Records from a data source
*** Block opens ***

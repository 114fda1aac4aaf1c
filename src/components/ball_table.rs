use cricket_api::{BallRecord, BallType};
use tui::buffer::Buffer;
use tui::layout::{Constraint, Rect};
use tui::style::{Color, Modifier, Style};
use tui::widgets::{Cell, Row, Table, Widget};

const COLUMNS: [&str; 7] = ["Ball", "Bowler", "Batter", "Runs", "Extras", "Type", "Wicket"];

/// Innings history, newest delivery first.
pub struct BallByBallTable<'a> {
    pub balls: &'a [BallRecord],
    pub scroll_offset: u16,
}

/// Short scorebook notation for a delivery, e.g. `4`, `1wd`, `W`, `2nb`.
pub fn notation(record: &BallRecord) -> String {
    let ball = &record.event;
    if ball.is_wicket {
        return "W".to_string();
    }
    match ball.ball_type {
        BallType::Legal if ball.runs_scored == 0 => ".".to_string(),
        BallType::Legal => ball.runs_scored.to_string(),
        BallType::Wide => format!("{}wd", ball.extras),
        BallType::Bye => format!("{}b", ball.extras),
        BallType::LegBye => format!("{}lb", ball.extras),
        BallType::NoBall => format!("{}nb", ball.runs_scored + ball.extras),
    }
}

impl Widget for BallByBallTable<'_> {
    fn render(self, area: Rect, buf: &mut Buffer) {
        if area.height < 2 {
            return;
        }

        let header = Row::new(COLUMNS.iter().map(|c| Cell::from(*c)))
            .style(Style::default().fg(Color::DarkGray).add_modifier(Modifier::BOLD));

        let rows = self
            .balls
            .iter()
            .rev()
            .skip(self.scroll_offset as usize)
            .take(area.height.saturating_sub(1) as usize)
            .map(|record| {
                let ball = &record.event;
                let style = if ball.is_wicket {
                    Style::default().fg(Color::Red)
                } else if !ball.legal_ball {
                    Style::default().fg(Color::Yellow)
                } else if ball.runs_scored >= 4 {
                    Style::default().fg(Color::Green)
                } else {
                    Style::default()
                };
                let wicket = ball.wicket_type.map(|w| w.label()).unwrap_or("");
                Row::new(vec![
                    Cell::from(format!("{}.{}", ball.over_number, ball.ball_number)),
                    Cell::from(record.bowler_name.clone().unwrap_or_default()),
                    Cell::from(record.striker_name.clone().unwrap_or_default()),
                    Cell::from(ball.runs_scored.to_string()),
                    Cell::from(ball.extras.to_string()),
                    Cell::from(notation(record)),
                    Cell::from(wicket),
                ])
                .style(style)
            });

        Table::new(
            rows,
            [
                Constraint::Length(6),
                Constraint::Fill(1),
                Constraint::Fill(1),
                Constraint::Length(5),
                Constraint::Length(7),
                Constraint::Length(5),
                Constraint::Length(12),
            ],
        )
        .header(header)
        .render(area, buf);
    }
}

#[cfg(test)]
mod tests {
    use super::*;
    use cricket_api::{BallEvent, WicketType};

    fn record(ball: BallEvent) -> BallRecord {
        BallRecord { event: ball, ..BallRecord::default() }
    }

    #[test]
    fn notation_follows_the_scorebook() {
        let dot = record(BallEvent { legal_ball: true, ..BallEvent::default() });
        assert_eq!(notation(&dot), ".");

        let wide = record(BallEvent { ball_type: BallType::Wide, extras: 1, ..BallEvent::default() });
        assert_eq!(notation(&wide), "1wd");

        let no_ball = record(BallEvent {
            ball_type: BallType::NoBall,
            runs_scored: 4,
            extras: 1,
            ..BallEvent::default()
        });
        assert_eq!(notation(&no_ball), "5nb");

        let out = record(BallEvent {
            is_wicket: true,
            wicket_type: Some(WicketType::Bowled),
            ..BallEvent::default()
        });
        assert_eq!(notation(&out), "W");
    }

    #[test]
    fn newest_ball_is_listed_first() {
        let balls = vec![
            record(BallEvent { over_number: 0, ball_number: 1, ..BallEvent::default() }),
            record(BallEvent { over_number: 0, ball_number: 2, ..BallEvent::default() }),
        ];
        let area = Rect::new(0, 0, 60, 4);
        let mut buf = Buffer::empty(area);
        BallByBallTable { balls: &balls, scroll_offset: 0 }.render(area, &mut buf);
        let first_row: String = (0..6).map(|x| buf[(x, 1)].symbol()).collect();
        assert!(first_row.starts_with("0.2"));
    }
}
mod app;
mod components;
mod draw;
mod keys;
mod state;
mod ui;

use crate::app::App;
use crate::state::messages::{NetworkRequest, NetworkResponse, UiEvent};
use crate::state::network::{LoadingState, NetworkWorker};
use crate::state::refresher::PeriodicRefresher;
use cricket_api::Id;
use cricket_api::client::CricketApi;
use crossterm::event::{self as crossterm_event, Event};
use crossterm::{cursor, execute, terminal};
use log::{error, info};
use std::io::Stdout;
use std::sync::Arc;
use std::time::Instant;
use std::{io, panic};
use tokio::sync::{Mutex, mpsc, watch};
use tokio::time::Duration;
use tui::{Terminal, backend::CrosstermBackend};

/// Drives the directory search debounce.
const TICK_INTERVAL: Duration = Duration::from_millis(100);

#[tokio::main]
async fn main() -> anyhow::Result<()> {
    if handle_cli_args() {
        return Ok(());
    }

    better_panic::install();

    let backend = CrosstermBackend::new(io::stdout());
    let terminal = Terminal::new(backend)?;

    setup_panic_hook();
    setup_terminal();

    tui_logger::init_logger(log::LevelFilter::Error)?;
    tui_logger::set_default_level(log::LevelFilter::Error);

    let app = App::new();
    let settings = app.settings.clone();
    let app = Arc::new(Mutex::new(app));
    info!("scoring against {}", settings.api_base_url);

    let client = CricketApi::new()
        .with_base_url(settings.api_base_url.clone())
        .with_timeout(settings.request_timeout);

    let (ui_event_tx, ui_event_rx) = mpsc::channel::<UiEvent>(100);
    let (network_req_tx, network_req_rx) = mpsc::channel::<NetworkRequest>(100);
    let (network_resp_tx, network_resp_rx) = mpsc::channel::<NetworkResponse>(100);
    let (watched_tx, watched_rx) = watch::channel::<Option<Id>>(None);

    // Input handler thread
    let input_handler = tokio::spawn(input_handler_task(ui_event_tx.clone()));

    // Network thread
    let network_worker = NetworkWorker::new(client, network_req_rx, network_resp_tx);
    let network_task = tokio::spawn(network_worker.run());

    // Live status polling for the watched innings
    let periodic_updater =
        PeriodicRefresher::new(network_req_tx.clone(), watched_rx, settings.poll_interval);
    let periodic_task = tokio::spawn(periodic_updater.run());

    let tick_tx = ui_event_tx.clone();
    let tick_task = tokio::spawn(async move {
        let mut interval = tokio::time::interval(TICK_INTERVAL);
        loop {
            interval.tick().await;
            if tick_tx.send(UiEvent::Tick).await.is_err() {
                break;
            }
        }
    });

    // Load the match list on startup
    let _ = ui_event_tx.send(UiEvent::AppStarted).await;

    main_ui_loop(
        terminal,
        app,
        ui_event_rx,
        network_req_tx,
        network_resp_rx,
        watched_tx,
    )
    .await;

    input_handler.abort();
    network_task.abort();
    periodic_task.abort();
    tick_task.abort();

    Ok(())
}

fn handle_cli_args() -> bool {
    let mut args = std::env::args().skip(1);
    let Some(arg) = args.next() else {
        return false;
    };

    match arg.as_str() {
        "-h" | "--help" => {
            println!("{}", usage_text());
            true
        }
        "-V" | "--version" => {
            println!("crease {}", env!("CARGO_PKG_VERSION"));
            true
        }
        _ => {
            eprintln!("Unknown argument: {arg}\n\n{}", usage_text());
            std::process::exit(2);
        }
    }
}

fn usage_text() -> &'static str {
    "crease - live cricket scoring in the terminal

Usage:
  crease
  crease --help
  crease --version

Environment:
  CREASE_API_URL       Scoring API base URL
  CREASE_POLL_SECS     Live status refresh period in seconds (default 5)
  CREASE_TIMEOUT_SECS  Per-request timeout in seconds (default 15)
  CREASE_LOG           Log level for the log pane (error, warn, info, debug, trace)"
}

async fn main_ui_loop(
    mut terminal: Terminal<CrosstermBackend<Stdout>>,
    app: Arc<Mutex<App>>,
    mut ui_events: mpsc::Receiver<UiEvent>,
    network_requests: mpsc::Sender<NetworkRequest>,
    mut network_responses: mpsc::Receiver<NetworkResponse>,
    watched: watch::Sender<Option<Id>>,
) {
    let mut loading = LoadingState::default();

    loop {
        tokio::select! {
            Some(ui_event) = ui_events.recv() => {
                let should_redraw = handle_ui_event(ui_event, &app, &network_requests).await;
                let mut app_guard = app.lock().await;
                sync_watched(&watched, &app_guard);
                if should_redraw && !loading.is_loading {
                    draw::draw(&mut terminal, &mut app_guard, loading);
                }
            }

            Some(response) = network_responses.recv() => {
                let should_redraw =
                    handle_network_response(response, &app, &network_requests, &mut loading).await;
                let mut app_guard = app.lock().await;
                sync_watched(&watched, &app_guard);
                if should_redraw {
                    draw::draw(&mut terminal, &mut app_guard, loading);
                }
            }

            else => break,
        }
    }
}

/// Publishes the innings the scorer has open to the live status poller.
fn sync_watched(watched: &watch::Sender<Option<Id>>, app: &App) {
    let current = app.watched_innings();
    watched.send_if_modified(|innings| {
        if *innings == current {
            return false;
        }
        *innings = current;
        true
    });
}

async fn send_all(network_requests: &mpsc::Sender<NetworkRequest>, requests: Vec<NetworkRequest>) {
    for request in requests {
        if network_requests.send(request).await.is_err() {
            error!("network worker has stopped");
            break;
        }
    }
}

async fn handle_ui_event(
    ui_event: UiEvent,
    app: &Arc<Mutex<App>>,
    network_requests: &mpsc::Sender<NetworkRequest>,
) -> bool {
    match ui_event {
        UiEvent::AppStarted => {
            let request = app.lock().await.on_started();
            send_all(network_requests, vec![request]).await;
            true
        }
        UiEvent::KeyPressed(key_event) => {
            keys::handle_key_bindings(key_event, app, network_requests).await;
            true
        }
        UiEvent::Resize => true,
        UiEvent::Tick => {
            let request = app.lock().await.on_tick(Instant::now());
            let fired = request.is_some();
            send_all(network_requests, request.into_iter().collect()).await;
            fired
        }
    }
}

async fn handle_network_response(
    response: NetworkResponse,
    app: &Arc<Mutex<App>>,
    network_requests: &mpsc::Sender<NetworkRequest>,
    loading: &mut LoadingState,
) -> bool {
    if let NetworkResponse::LoadingStateChanged { loading_state } = response {
        *loading = loading_state;
        return true;
    }

    let mut guard = app.lock().await;
    let follow_ups = match response {
        NetworkResponse::LoadingStateChanged { .. } => Vec::new(),
        NetworkResponse::MatchesLoaded { matches } => {
            guard.on_matches_loaded(matches);
            Vec::new()
        }
        NetworkResponse::MatchDetailLoaded { detail } => guard.on_match_detail_loaded(detail),
        NetworkResponse::LiveStatusLoaded { innings_id, status } => {
            guard.on_live_status_loaded(innings_id, status);
            Vec::new()
        }
        NetworkResponse::BallsLoaded { innings_id, balls } => {
            guard.on_balls_loaded(innings_id, balls);
            Vec::new()
        }
        NetworkResponse::BattingOrderLoaded { innings_id, entries } => {
            guard.on_batting_order_loaded(innings_id, entries);
            Vec::new()
        }
        NetworkResponse::BallRecorded { record } => guard.on_ball_recorded(record),
        NetworkResponse::BattingOrderSaved { innings_id, summary } => {
            guard.on_batting_order_saved(innings_id, summary)
        }
        NetworkResponse::DirectoryLoaded { kind, query, rows } => {
            guard.on_directory_loaded(kind, query, rows);
            Vec::new()
        }
        NetworkResponse::Error { origin, message } => {
            guard.on_error(origin, message);
            Vec::new()
        }
    };
    drop(guard);

    send_all(network_requests, follow_ups).await;
    !loading.is_loading
}

async fn input_handler_task(ui_events: mpsc::Sender<UiEvent>) {
    loop {
        let event = tokio::task::spawn_blocking(crossterm_event::read).await;
        if let Ok(Ok(event)) = event {
            let ui_event = match event {
                Event::Key(key_event) => Some(UiEvent::KeyPressed(key_event)),
                Event::Resize(_, _) => Some(UiEvent::Resize),
                _ => None,
            };

            if let Some(ui_event) = ui_event
                && ui_events.send(ui_event).await.is_err()
            {
                break;
            }
        }
    }
}

fn setup_terminal() {
    let mut stdout = io::stdout();
    let _ = execute!(
        stdout,
        cursor::Hide,
        terminal::EnterAlternateScreen,
        terminal::Clear(terminal::ClearType::All)
    );
    let _ = terminal::enable_raw_mode();
}

pub fn cleanup_terminal() {
    let mut stdout = io::stdout();
    let _ = execute!(
        stdout,
        cursor::MoveTo(0, 0),
        terminal::Clear(terminal::ClearType::All),
        terminal::LeaveAlternateScreen,
        cursor::Show
    );
    let _ = terminal::disable_raw_mode();
}

fn setup_panic_hook() {
    panic::set_hook(Box::new(|panic_info| {
        cleanup_terminal();
        better_panic::Settings::auto().create_panic_handler()(panic_info);
    }));
}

*** Block closes ***

**What to work on:** Copy out the lines above exactly, beginning at the one that contains "let tick_tx = ui_event_tx.clone();" and ending at the one that contains "Some(ui_event) = ui_events.recv()".

**Written answer:**
    let tick_tx = ui_event_tx.clone();
    let tick_task = tokio::spawn(async move {
        let mut interval = tokio::time::interval(TICK_INTERVAL);
        loop {
            interval.tick().await;
            if tick_tx.send(UiEvent::Tick).await.is_err() {
                break;
            }
        }
    });

    // Load the match list on startup
    let _ = ui_event_tx.send(UiEvent::AppStarted).await;

    main_ui_loop(
        terminal,
        app,
        ui_event_rx,
        network_req_tx,
        network_resp_rx,
        watched_tx,
    )
    .await;

    input_handler.abort();
    network_task.abort();
    periodic_task.abort();
    tick_task.abort();

    Ok(())
}

fn handle_cli_args() -> bool {
    let mut args = std::env::args().skip(1);
    let Some(arg) = args.next() else {
        return false;
    };

    match arg.as_str() {
        "-h" | "--help" => {
            println!("{}", usage_text());
            true
        }
        "-V" | "--version" => {
            println!("crease {}", env!("CARGO_PKG_VERSION"));
            true
        }
        _ => {
            eprintln!("Unknown argument: {arg}\n\n{}", usage_text());
            std::process::exit(2);
        }
    }
}

fn usage_text() -> &'static str {
    "crease - live cricket scoring in the terminal

Usage:
  crease
  crease --help
  crease --version

Environment:
  CREASE_API_URL       Scoring API base URL
  CREASE_POLL_SECS     Live status refresh period in seconds (default 5)
  CREASE_TIMEOUT_SECS  Per-request timeout in seconds (default 15)
  CREASE_LOG           Log level for the log pane (error, warn, info, debug, trace)"
}

async fn main_ui_loop(
    mut terminal: Terminal<CrosstermBackend<Stdout>>,
    app: Arc<Mutex<App>>,
    mut ui_events: mpsc::Receiver<UiEvent>,
    network_requests: mpsc::Sender<NetworkRequest>,
    mut network_responses: mpsc::Receiver<NetworkResponse>,
    watched: watch::Sender<Option<Id>>,
) {
    let mut loading = LoadingState::default();

    loop {
        tokio::select! {
            Some(ui_event) = ui_events.recv() => {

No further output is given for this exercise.